But to return. What is true of religion is also true of that which seeks to replace it, of science. As long as science merely enumerates and describes facts, sense-given data, it is susceptible of indefinite extension. And science begins in this way by being a collection of non-related as well as non-contradictory phenomena. But as soon as it becomes dogmatic and law-making, in turn, as soon as it conceives of theories that are able to give to facts the air of mutual confirmation instead of merely mutual non-contradiction, as soon, indeed, as it unwittingly synthesises the data of sensation under intuitive mental forms which are implicit general propositions called time, space, matter, and force, then science becomes, perhaps, the most incapable of extension of all human achievements. Scientific theories undoubtedly become more complete, but this happens through mutual substitution and through periodically fresh starts, whereas observations and experiments go on accumulating. Certain leading hypotheses that reappear from one age to another—atomism, dynamism (modern evolutionism), monadology, idealism (Platonic or Hegelian)—are the inflexible frames of the swelling and overflowing mass of facts. Only, among these master thoughts, these hypotheses or inventions of science, there are certain ones which receive increasing confirmation from one another and from the continual accumulation of newly discovered facts which, in consequence, no longer merely restrict themselves to not contradicting one another, but reciprocally repeat and confirm one another, as if bearing witness together to the same law or to the same collective proposition. Before Newton, successive astronomical discoveries did not contradict one another; since Newton, they confirm one another. Ideally, every distinct science should be reducible, like modern astronomy, to a single formula, and these different formulas should be bound together by some higher formula. In a word, there should be no longer sciences, but Science, just as in a polytheistic religion which has become monotheistic by means of selection there are no longer gods, but God.

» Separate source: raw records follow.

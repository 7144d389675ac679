//! The composed stylesheet.
//!
//! A [`ComposedView`] is the "compiled program": created once by
//! [`recompose`](crate::recompose()), immutable afterwards, and shared
//! read-only between any number of concurrent transforms.

use std::collections::HashMap;

use templar_foundation::{QName, RuleId};
use templar_stylesheet::{
    DecimalSymbols, KeyDecl, NodeKind, NodeRef, OutputProperties, VariableDecl,
};

use crate::config::RecomposeConfig;
use crate::index::PatternIndex;
use crate::precedence::GlobalImportList;
use crate::rule::CompiledRule;
use crate::tables::{AttributeSet, Tables};

/// A recomposed stylesheet: every module merged into one precedence-ordered
/// view with a frozen dispatch index.
#[derive(Clone, Debug)]
pub struct ComposedView {
    pub(crate) imports: GlobalImportList,
    pub(crate) rules: Vec<CompiledRule>,
    pub(crate) named: HashMap<QName, RuleId>,
    pub(crate) index: PatternIndex,
    pub(crate) tables: Tables,
    pub(crate) config: RecomposeConfig,
}

impl ComposedView {
    /// The precedence-ordered import list, root first.
    #[must_use]
    pub fn modules(&self) -> &GlobalImportList {
        &self.imports
    }

    /// Every template rule in ascending (precedence, position) order.
    #[must_use]
    pub fn rules(&self) -> &[CompiledRule] {
        &self.rules
    }

    /// Looks up a rule by id.
    #[must_use]
    pub fn rule(&self, id: RuleId) -> Option<&CompiledRule> {
        self.rules.get(id.index())
    }

    /// The dispatch index.
    #[must_use]
    pub fn index(&self) -> &PatternIndex {
        &self.index
    }

    /// The configuration the view was built with.
    #[must_use]
    pub fn config(&self) -> &RecomposeConfig {
        &self.config
    }

    /// Merged output properties.
    #[must_use]
    pub fn output(&self) -> &OutputProperties {
        self.tables.output.properties()
    }

    /// Looks up a merged attribute set.
    #[must_use]
    pub fn attribute_set(&self, name: &QName) -> Option<&AttributeSet> {
        self.tables.attribute_sets.get(name)
    }

    /// Looks up a decimal format; `None` names the default format.
    #[must_use]
    pub fn decimal_format(&self, name: Option<&QName>) -> Option<&DecimalSymbols> {
        self.tables.decimal_formats.get(name)
    }

    /// Every declaration of key `name`.
    #[must_use]
    pub fn keys(&self, name: &QName) -> &[KeyDecl] {
        self.tables.keys.get(name)
    }

    /// The result namespace aliased to `stylesheet_namespace`.
    #[must_use]
    pub fn namespace_alias(&self, stylesheet_namespace: &str) -> Option<&str> {
        self.tables.namespace_aliases.get(stylesheet_namespace)
    }

    /// Returns true if whitespace-only text children of `element` are
    /// stripped. Always false for non-element nodes.
    #[must_use]
    pub fn should_strip(&self, element: NodeRef<'_>) -> bool {
        if element.kind() != NodeKind::Element {
            return false;
        }
        element
            .local_name()
            .is_some_and(|local| self.tables.whitespace.strips(element.namespace_uri(), local))
    }

    /// Looks up a global variable or param.
    #[must_use]
    pub fn global_variable(&self, name: &QName) -> Option<&VariableDecl> {
        self.tables.variables.get(name)
    }
}
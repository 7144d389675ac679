//! Dispatch properties that hold for every composed stylesheet
//!
//! Each test pins one ordering rule of template dispatch. The proptests at
//! the end check the same rules over generated stylesheets.

use proptest::prelude::*;

use templar_compose::{BuiltInRule, recompose};
use templar_foundation::{Locator, QName};
use templar_stylesheet::{ModuleTree, TemplateRule};

use crate::{prioritized, rule, sample};

#[test]
fn higher_priority_wins_within_a_module() {
    let mut tree = ModuleTree::new(Locator::module("main.xsl"));
    let root = tree.root();
    tree.declare(root, prioritized("item", 3.0, "main.xsl", 1));
    tree.declare(root, prioritized("item", 1.0, "main.xsl", 2));

    let view = recompose(&tree).unwrap();
    let s = sample();
    let chosen = view.find_rule(s.doc.node(s.item), None).unwrap();
    assert_eq!(chosen.locator().line, 1);
}

#[test]
fn later_declaration_breaks_ties() {
    let mut tree = ModuleTree::new(Locator::module("main.xsl"));
    let root = tree.root();
    tree.declare(root, rule("item", "main.xsl", 1));
    tree.declare(root, rule("item", "main.xsl", 2));

    let view = recompose(&tree).unwrap();
    let s = sample();
    let chosen = view.find_rule(s.doc.node(s.item), None).unwrap();
    assert_eq!(chosen.locator().line, 2);
}

#[test]
fn import_precedence_dominates_priority() {
    let mut tree = ModuleTree::new(Locator::module("main.xsl"));
    let root = tree.root();
    let lib = tree.add_import(root, Locator::module("lib.xsl"));
    tree.declare(lib, prioritized("item", 10.0, "lib.xsl", 1));
    tree.declare(root, prioritized("node()", -5.0, "main.xsl", 1));

    let view = recompose(&tree).unwrap();
    let s = sample();
    let chosen = view.find_rule(s.doc.node(s.item), None).unwrap();
    assert_eq!(chosen.module(), root);
}

#[test]
fn included_rules_share_the_includers_precedence() {
    let mut tree = ModuleTree::new(Locator::module("main.xsl"));
    let root = tree.root();
    tree.declare(root, rule("item", "main.xsl", 1));
    let inc = tree.add_include(root, Locator::module("inc.xsl"));
    tree.declare(inc, rule("item", "inc.xsl", 1));

    let view = recompose(&tree).unwrap();
    let s = sample();
    let chosen = view.find_rule(s.doc.node(s.item), None).unwrap();

    // the include comes after main's rule in document order
    assert_eq!(chosen.module(), inc);
    assert_eq!(chosen.precedence(), view.rules()[0].precedence());

    // and before main's rule once main redeclares below the include
    tree.declare(root, rule("item", "main.xsl", 9));
    let view = recompose(&tree).unwrap();
    let chosen = view.find_rule(s.doc.node(s.item), None).unwrap();
    assert_eq!(chosen.locator().line, 9);
}

#[test]
fn wildcard_rules_compete_in_named_buckets() {
    let mut tree = ModuleTree::new(Locator::module("main.xsl"));
    let root = tree.root();
    tree.declare(root, prioritized("item", 1.0, "main.xsl", 1));
    tree.declare(root, rule("item", "main.xsl", 2));
    tree.declare(root, prioritized("*", 5.0, "main.xsl", 3));

    let view = recompose(&tree).unwrap();
    let s = sample();
    let chosen = view.find_rule(s.doc.node(s.item), None).unwrap();
    assert_eq!(chosen.locator().line, 3);

    let names: Vec<u32> = view
        .candidates(s.doc.node(s.item), None)
        .iter()
        .map(|r| r.locator().line)
        .collect();
    assert_eq!(names, vec![3, 1, 2]);
}

#[test]
fn unmatched_nodes_fall_back_to_built_ins() {
    let mut tree = ModuleTree::new(Locator::module("main.xsl"));
    let root = tree.root();
    tree.declare(root, rule("para", "main.xsl", 1));

    let view = recompose(&tree).unwrap();
    let s = sample();
    assert_eq!(
        view.resolve(s.doc.node(s.text), None).built_in(),
        Some(BuiltInRule::CopyStringValue)
    );
    assert_eq!(
        view.resolve(s.doc.node(s.item), None).built_in(),
        Some(BuiltInRule::ProcessChildren)
    );
    assert_eq!(
        view.resolve(s.doc.node(s.doc.root()), None).built_in(),
        Some(BuiltInRule::ProcessRoot)
    );
}

#[test]
fn named_lookup_prefers_the_importer() {
    let name = QName::local("banner");
    let mut tree = ModuleTree::new(Locator::module("main.xsl"));
    let root = tree.root();
    let b = tree.add_import(root, Locator::module("b.xsl"));
    let c = tree.add_import(root, Locator::module("c.xsl"));
    let d = tree.add_import(b, Locator::module("d.xsl"));
    tree.declare(d, TemplateRule::named(name.clone()));
    tree.declare(b, TemplateRule::named(name.clone()));
    tree.declare(c, TemplateRule::named(name.clone()));

    // c is imported last, so it outranks b and everything b imports
    let view = recompose(&tree).unwrap();
    assert_eq!(view.named_rule(&name).unwrap().module(), c);

    tree.declare(root, TemplateRule::named(name.clone()));
    let view = recompose(&tree).unwrap();
    assert_eq!(view.named_rule(&name).unwrap().module(), root);
    assert!(view.named_rule(&QName::local("missing")).is_none());
}

// =============================================================================
// Property Tests
// =============================================================================

const PATTERNS: &[&str] = &["item", "list", "*", "node()", "text()", "list/item", "@id"];
const MODES: &[&str] = &["toc", "index"];

type Decl = (usize, usize, Option<i8>, Option<usize>);

/// The default mode followed by every mode a generated rule can use.
fn modes() -> Vec<Option<QName>> {
    std::iter::once(None)
        .chain(MODES.iter().map(|m| Some(QName::local(m))))
        .collect()
}

fn build(decls: &[Decl], imports: usize) -> ModuleTree {
    let mut tree = ModuleTree::new(Locator::module("m0.xsl"));
    let mut modules = vec![tree.root()];
    for i in 1..=imports {
        let parent = modules[(i - 1) / 2];
        modules.push(tree.add_import(parent, Locator::module(&format!("m{i}.xsl"))));
    }
    for (line, &(module, pattern, priority, mode)) in decls.iter().enumerate() {
        let module = modules[module % modules.len()];
        let line = u32::try_from(line).unwrap();
        let pattern = PATTERNS[pattern % PATTERNS.len()];
        let mut decl = match priority {
            Some(p) => prioritized(pattern, f64::from(p), "gen.xsl", line),
            None => rule(pattern, "gen.xsl", line),
        };
        if let Some(m) = mode {
            decl = decl.with_mode(QName::local(MODES[m]));
        }
        tree.declare(module, decl);
    }
    tree
}

fn stylesheet() -> impl Strategy<Value = ModuleTree> {
    (
        prop::collection::vec(
            (
                0usize..8,
                0usize..16,
                prop::option::of(-3i8..3),
                prop::option::of(0..MODES.len()),
            ),
            0..24,
        ),
        0usize..6,
    )
        .prop_map(|(decls, imports)| build(&decls, imports))
}

proptest! {
    #[test]
    fn recomposition_is_deterministic(tree in stylesheet()) {
        let first = recompose(&tree).unwrap();
        let second = recompose(&tree).unwrap();
        let s = sample();
        for id in [s.list, s.item, s.id, s.text, s.comment, s.doc.root()] {
            let node = s.doc.node(id);
            for mode in modes() {
                let a = first.resolve(node, mode.as_ref());
                let b = second.resolve(node, mode.as_ref());
                prop_assert_eq!(a.rule().map(|r| r.id()), b.rule().map(|r| r.id()));
                prop_assert_eq!(a.built_in(), b.built_in());
            }
        }
    }

    #[test]
    fn selected_rule_outranks_every_candidate(tree in stylesheet()) {
        let view = recompose(&tree).unwrap();
        let s = sample();
        for id in [s.list, s.item, s.id, s.text, s.comment] {
            let node = s.doc.node(id);
            for mode in modes() {
                let candidates = view.candidates(node, mode.as_ref());
                prop_assert!(candidates.iter().all(|r| r.mode() == mode.as_ref()));
                match view.find_rule(node, mode.as_ref()) {
                    None => prop_assert!(candidates.is_empty()),
                    Some(chosen) => {
                        prop_assert_eq!(candidates[0].id(), chosen.id());
                        for other in &candidates[1..] {
                            prop_assert!(other.precedence() <= chosen.precedence());
                        }
                    }
                }
            }
        }
    }

    #[test]
    fn apply_imports_never_climbs(tree in stylesheet()) {
        let view = recompose(&tree).unwrap();
        let s = sample();
        let node = s.doc.node(s.item);
        for mode in modes() {
            let mut current = view.find_rule(node, mode.as_ref());
            while let Some(rule) = current {
                let next = view.resolve_imports(node, mode.as_ref(), rule).rule();
                if let Some(next) = next {
                    prop_assert!(next.precedence() < rule.precedence());
                    prop_assert_eq!(next.mode(), mode.as_ref());
                }
                current = next;
            }
        }
    }
}
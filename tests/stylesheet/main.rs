//! Integration tests for Layer 1: Stylesheet
//!
//! Tests for the in-memory document, match patterns, and module trees.

mod documents;
mod patterns;
//! Arena indices.
//!
//! Modules live in a `ModuleTree` arena and compiled rules in the rule table
//! of a composed view. Both are addressed by dense `u32` indices instead of
//! references so the frozen view carries no aliasing.

use std::fmt;

#[cfg(feature = "serde")]
use serde::{Deserialize, Serialize};

/// Index of a stylesheet module in its module tree.
#[derive(Copy, Clone, Eq, PartialEq, Hash, PartialOrd, Ord)]
#[cfg_attr(feature = "serde", derive(Serialize, Deserialize))]
pub struct ModuleId(u32);

impl ModuleId {
    /// Creates a module id from a raw arena index.
    #[must_use]
    pub const fn new(index: u32) -> Self {
        Self(index)
    }

    /// Returns the arena index as a `usize`.
    #[must_use]
    pub const fn index(self) -> usize {
        self.0 as usize
    }
}

impl fmt::Debug for ModuleId {
    fn fmt(&self, f: &mut fmt::Formatter<'_>) -> fmt::Result {
        write!(f, "ModuleId({})", self.0)
    }
}

impl fmt::Display for ModuleId {
    fn fmt(&self, f: &mut fmt::Formatter<'_>) -> fmt::Result {
        write!(f, "module#{}", self.0)
    }
}

/// Index of a compiled template rule in a composed view.
#[derive(Copy, Clone, Eq, PartialEq, Hash, PartialOrd, Ord)]
#[cfg_attr(feature = "serde", derive(Serialize, Deserialize))]
pub struct RuleId(u32);

impl RuleId {
    /// Creates a rule id from a raw table index.
    #[must_use]
    pub const fn new(index: u32) -> Self {
        Self(index)
    }

    /// Returns the table index as a `usize`.
    #[must_use]
    pub const fn index(self) -> usize {
        self.0 as usize
    }
}

impl fmt::Debug for RuleId {
    fn fmt(&self, f: &mut fmt::Formatter<'_>) -> fmt::Result {
        write!(f, "RuleId({})", self.0)
    }
}

impl fmt::Display for RuleId {
    fn fmt(&self, f: &mut fmt::Formatter<'_>) -> fmt::Result {
        write!(f, "rule#{}", self.0)
    }
}
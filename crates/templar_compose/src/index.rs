//! Pattern index: the dispatch table.
//!
//! Rules are bucketed by the target hint of each match-pattern alternative.
//! Element and attribute patterns key off their local name; text, comment,
//! processing-instruction and document patterns have pseudo-buckets; patterns
//! that could match any name go on the wildcard chain.
//!
//! Every chain is kept sorted by descending [`RankKey`]: import precedence
//! first, then priority, then document position. [`IndexBuilder::finish`]
//! copies every wildcard association into every concrete bucket, so a lookup
//! only ever walks one chain.

use std::collections::HashMap;
use std::sync::Arc;

use templar_foundation::{Precedence, Priority, RuleId};
use templar_stylesheet::{NodeKind, NodeRef, StepPattern, TargetKey};
use tracing::{debug, trace};

use crate::rule::CompiledRule;

// =============================================================================
// RankKey
// =============================================================================

/// Sort key of an association. Larger keys are tried first.
#[derive(Copy, Clone, Debug, PartialEq, Eq, PartialOrd, Ord, Hash)]
pub struct RankKey {
    /// Import precedence of the declaring module.
    pub precedence: Precedence,
    /// Explicit priority, or the alternative's default priority.
    pub priority: Priority,
    /// Document position within the precedence slot.
    pub position: usize,
    /// Index of the alternative within a union pattern.
    pub alternative: usize,
}

// =============================================================================
// Association
// =============================================================================

/// One (rule, pattern alternative) pair placed in a bucket.
#[derive(Clone, Debug)]
pub struct Association {
    rule: RuleId,
    pattern: StepPattern,
    target: TargetKey,
    rank: RankKey,
}

impl Association {
    /// The rule this alternative belongs to.
    #[must_use]
    pub fn rule(&self) -> RuleId {
        self.rule
    }

    /// The pattern alternative.
    #[must_use]
    pub fn pattern(&self) -> &StepPattern {
        &self.pattern
    }

    /// The bucket the alternative was declared for.
    #[must_use]
    pub fn target(&self) -> &TargetKey {
        &self.target
    }

    /// True for wildcard associations, including copies propagated into a
    /// concrete bucket.
    #[must_use]
    pub fn is_wildcard(&self) -> bool {
        self.target.is_wildcard()
    }

    /// The sort key.
    #[must_use]
    pub fn rank(&self) -> RankKey {
        self.rank
    }

    /// Returns true if the alternative matches `node`.
    #[must_use]
    pub fn matches(&self, node: NodeRef<'_>) -> bool {
        self.pattern.matches(node)
    }
}

// =============================================================================
// Chain
// =============================================================================

/// A bucket's associations in dispatch order.
#[derive(Clone, Debug, Default)]
pub struct Chain {
    entries: Vec<Association>,
}

impl Chain {
    fn insert(&mut self, association: Association) {
        let at = self
            .entries
            .partition_point(|e| e.rank > association.rank);
        self.entries.insert(at, association);
    }

    /// Number of associations.
    #[must_use]
    pub fn len(&self) -> usize {
        self.entries.len()
    }

    /// Returns true if the chain is empty.
    #[must_use]
    pub fn is_empty(&self) -> bool {
        self.entries.is_empty()
    }

    /// Iterates associations in dispatch order.
    pub fn iter(&self) -> std::slice::Iter<'_, Association> {
        self.entries.iter()
    }

    /// Associations in dispatch order.
    #[must_use]
    pub fn as_slice(&self) -> &[Association] {
        &self.entries
    }
}

impl<'a> IntoIterator for &'a Chain {
    type Item = &'a Association;
    type IntoIter = std::slice::Iter<'a, Association>;

    fn into_iter(self) -> Self::IntoIter {
        self.iter()
    }
}

// =============================================================================
// PatternIndex
// =============================================================================

/// The frozen dispatch table of a composed stylesheet.
#[derive(Clone, Debug, Default)]
pub struct PatternIndex {
    names: HashMap<Arc<str>, Chain>,
    text: Option<Chain>,
    comment: Option<Chain>,
    processing_instruction: Option<Chain>,
    document: Option<Chain>,
    wildcard: Chain,
}

impl PatternIndex {
    /// Starts building an index.
    #[must_use]
    pub fn builder() -> IndexBuilder {
        IndexBuilder::default()
    }

    /// Returns the chain to walk for `node`: its dedicated bucket if one
    /// exists, else the wildcard chain.
    #[must_use]
    pub fn chain_for(&self, node: NodeRef<'_>) -> &Chain {
        let bucket = match node.kind() {
            NodeKind::Element | NodeKind::Attribute => {
                node.local_name().and_then(|name| self.names.get(name))
            }
            NodeKind::Text | NodeKind::CData => self.text.as_ref(),
            NodeKind::Comment => self.comment.as_ref(),
            NodeKind::ProcessingInstruction => self.processing_instruction.as_ref(),
            NodeKind::Document => self.document.as_ref(),
            NodeKind::Namespace => None,
        };
        bucket.unwrap_or(&self.wildcard)
    }

    /// Returns the dedicated bucket for `key`, or the wildcard chain for
    /// [`TargetKey::Wildcard`].
    #[must_use]
    pub fn bucket(&self, key: &TargetKey) -> Option<&Chain> {
        match key {
            TargetKey::Name(name) => self.names.get(name),
            TargetKey::Text => self.text.as_ref(),
            TargetKey::Comment => self.comment.as_ref(),
            TargetKey::ProcessingInstruction => self.processing_instruction.as_ref(),
            TargetKey::Document => self.document.as_ref(),
            TargetKey::Wildcard => Some(&self.wildcard),
        }
    }

    /// The wildcard chain.
    #[must_use]
    pub fn wildcard(&self) -> &Chain {
        &self.wildcard
    }

    /// Number of concrete (non-wildcard) buckets.
    #[must_use]
    pub fn bucket_count(&self) -> usize {
        self.names.len() + self.pseudo().count()
    }

    /// Total associations across every chain, propagated copies included.
    #[must_use]
    pub fn len(&self) -> usize {
        self.names.values().chain(self.pseudo()).map(Chain::len).sum::<usize>()
            + self.wildcard.len()
    }

    /// Returns true if no rule was inserted.
    #[must_use]
    pub fn is_empty(&self) -> bool {
        self.len() == 0
    }

    fn pseudo(&self) -> impl Iterator<Item = &Chain> {
        [
            &self.text,
            &self.comment,
            &self.processing_instruction,
            &self.document,
        ]
        .into_iter()
        .flatten()
    }
}

// =============================================================================
// IndexBuilder
// =============================================================================

/// Accumulates associations; [`finish`](Self::finish) propagates wildcards
/// and freezes the index.
#[derive(Debug, Default)]
pub struct IndexBuilder {
    index: PatternIndex,
}

impl IndexBuilder {
    /// Inserts one association per alternative of `rule`'s match pattern.
    /// Rules without a pattern are callable by name only and are skipped.
    pub fn insert(&mut self, rule: &CompiledRule) {
        let Some(pattern) = rule.pattern() else {
            return;
        };
        for (alternative, step) in pattern.alternatives().iter().enumerate() {
            let priority = rule.priority().unwrap_or_else(|| step.default_priority());
            let association = Association {
                rule: rule.id(),
                pattern: step.clone(),
                target: step.target_hint(),
                rank: RankKey {
                    precedence: rule.precedence(),
                    priority,
                    position: rule.position(),
                    alternative,
                },
            };
            trace!(
                rule = %rule.id(),
                bucket = %association.target,
                %priority,
                "inserting association"
            );
            let target = association.target.clone();
            self.chain_mut(&target).insert(association);
        }
    }

    /// Copies every wildcard association into every concrete bucket and
    /// returns the frozen index. The wildcard chain itself is kept for nodes
    /// without a dedicated bucket.
    #[must_use]
    pub fn finish(self) -> PatternIndex {
        let mut index = self.index;
        let PatternIndex {
            names,
            text,
            comment,
            processing_instruction,
            document,
            wildcard,
        } = &mut index;

        if !wildcard.is_empty() {
            let concrete = names.values_mut().chain(
                [text, comment, processing_instruction, document]
                    .into_iter()
                    .filter_map(Option::as_mut),
            );
            for chain in concrete {
                for association in wildcard.iter() {
                    chain.insert(association.clone());
                }
            }
        }

        debug!(
            buckets = index.bucket_count(),
            wildcards = index.wildcard.len(),
            associations = index.len(),
            "pattern index finished"
        );
        index
    }

    fn chain_mut(&mut self, key: &TargetKey) -> &mut Chain {
        let index = &mut self.index;
        match key {
            TargetKey::Name(name) => index.names.entry(Arc::clone(name)).or_default(),
            TargetKey::Text => index.text.get_or_insert_with(Chain::default),
            TargetKey::Comment => index.comment.get_or_insert_with(Chain::default),
            TargetKey::ProcessingInstruction => index
                .processing_instruction
                .get_or_insert_with(Chain::default),
            TargetKey::Document => index.document.get_or_insert_with(Chain::default),
            TargetKey::Wildcard => &mut index.wildcard,
        }
    }
}
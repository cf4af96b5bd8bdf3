use std::path::PathBuf;

use crate::data::filter::{filtered_indices, FilterState};
use crate::data::model::AsylumDataset;
use crate::export;

// ---------------------------------------------------------------------------
// Application state
// ---------------------------------------------------------------------------

/// Which main-panel tab is active.
#[derive(Debug, Clone, Copy, PartialEq, Eq, Default)]
pub enum Tab {
    #[default]
    Summary,
    Analysis,
}

/// The full UI state, independent of rendering.
pub struct AppState {
    /// Loaded dataset (None until a file is loaded).
    pub dataset: Option<AsylumDataset>,

    /// Current selector values (Year, Country, Origin, Procedure).
    pub filters: FilterState,

    /// Indices of rows passing the current filters (cached).
    pub visible_indices: Vec<usize>,

    /// Active main-panel tab.
    pub tab: Tab,

    /// Status / error message shown in the UI.
    pub status_message: Option<String>,
}

impl Default for AppState {
    fn default() -> Self {
        Self {
            dataset: None,
            filters: FilterState::default(),
            visible_indices: Vec::new(),
            tab: Tab::default(),
            status_message: None,
        }
    }
}

impl AppState {
    /// Ingest a newly loaded dataset and reset the filters to "All".
    pub fn set_dataset(&mut self, dataset: AsylumDataset) {
        self.filters = FilterState::default();
        self.visible_indices = (0..dataset.len()).collect();
        self.dataset = Some(dataset);
        self.status_message = None;
    }

    /// Recompute `visible_indices` after a selector change. Every derived
    /// view (KPIs, trends, rankings) reads from the recomputed set.
    pub fn refilter(&mut self) {
        if let Some(ds) = &self.dataset {
            self.visible_indices = filtered_indices(ds, &self.filters);
        }
    }

    /// Export the currently filtered rows to the fixed-named workbook in the
    /// working directory, then hand it to the platform opener.
    pub fn export_filtered(&mut self) {
        let Some(ds) = &self.dataset else {
            self.status_message = Some("No dataset loaded.".to_string());
            return;
        };
        let path = PathBuf::from(export::EXPORT_FILE);
        match export::export_filtered(ds, &self.visible_indices, &path) {
            Ok(()) => {
                log::info!(
                    "Exported {} rows to {}",
                    self.visible_indices.len(),
                    path.display()
                );
                self.status_message = Some(format!(
                    "Exported {} rows to {}",
                    self.visible_indices.len(),
                    path.display()
                ));
                export::open_exported(&path);
            }
            Err(e) => {
                log::error!("Export failed: {e:#}");
                self.status_message = Some(format!("Export failed: {e:#}"));
            }
        }
    }
}
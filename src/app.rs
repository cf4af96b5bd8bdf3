use eframe::egui;

use crate::state::{AppState, Tab};
use crate::ui::{charts, panels};

// ---------------------------------------------------------------------------
// eframe App implementation
// ---------------------------------------------------------------------------

pub struct DashboardApp {
    pub state: AppState,
}

impl DashboardApp {
    pub fn new(state: AppState) -> Self {
        Self { state }
    }
}

impl eframe::App for DashboardApp {
    fn update(&mut self, ctx: &egui::Context, _frame: &mut eframe::Frame) {
        // ---- Top panel: menu bar ----
        egui::TopBottomPanel::top("top_bar").show(ctx, |ui| {
            panels::top_bar(ui, &mut self.state);
        });

        // ---- Left side panel: filters + export ----
        egui::SidePanel::left("filter_panel")
            .default_width(230.0)
            .resizable(true)
            .show(ctx, |ui| {
                panels::side_panel(ui, &mut self.state);
            });

        // ---- Central panel: tabbed dashboard ----
        egui::CentralPanel::default().show(ctx, |ui| {
            ui.horizontal(|ui| {
                ui.selectable_value(&mut self.state.tab, Tab::Summary, "Summary");
                ui.selectable_value(&mut self.state.tab, Tab::Analysis, "Analysis");
            });
            ui.separator();

            match self.state.tab {
                Tab::Summary => charts::summary_tab(ui, &self.state),
                Tab::Analysis => charts::analysis_tab(ui, &self.state),
            }
        });
    }
}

And so in a tribe which passes from a pastoral to an agricultural and then to a manufacturing state, adding wheat fields and rice fields to its pasture lands, enriching its orchards and gardens, elaborating its textile fabrics, interests do not fail to multiply nor corresponding laws and customs to accumulate. But the general principles of law which finally shine out from such a medley are always limited in number, and for them progress means substitution. Now, after the formation of a legal grammar, the dictionary of law, in France called the Bulletin des lois, can, of course, visibly enlarge and redouble its activity as well; but from this time on, succeeding laws are garbed in the same uniform of theory, a uniform which adapts them to codification, to a rural code, to a commercial code, to a maritime code, etc. This systematisation would have been impossible before.

Finally, from the point of view of government (I use the word in its large sense to mean the directed activity of a nation in all its forms) analogous distinctions are exhibited. We may say that the directed national activity is either militant or industrial and that the former type of activity is divisible into military and political forces, according as it consists of the short and bloody warfare of armies or of the long and stormy warfare of parties, of the oppression of a conquered and tributary foreigner or of that of a home foe who has been crushed down by taxation. Now, it is remarkable that in both these subdivisions, the administrative side is continually unfolding and improving as its functions multiply, whereas the arts of war and statesmanship are always moving in a narrow circle of strategies and constitutions which may be gathered up into a small number of different and mutually exclusive types. But it is only after civil or military functions have been taken and multiplied by some constitutional or strategic plan, that they converge, instead of merely refraining from overdiverging, and that they form a true state or army, instead of a horde or federation of barbarians.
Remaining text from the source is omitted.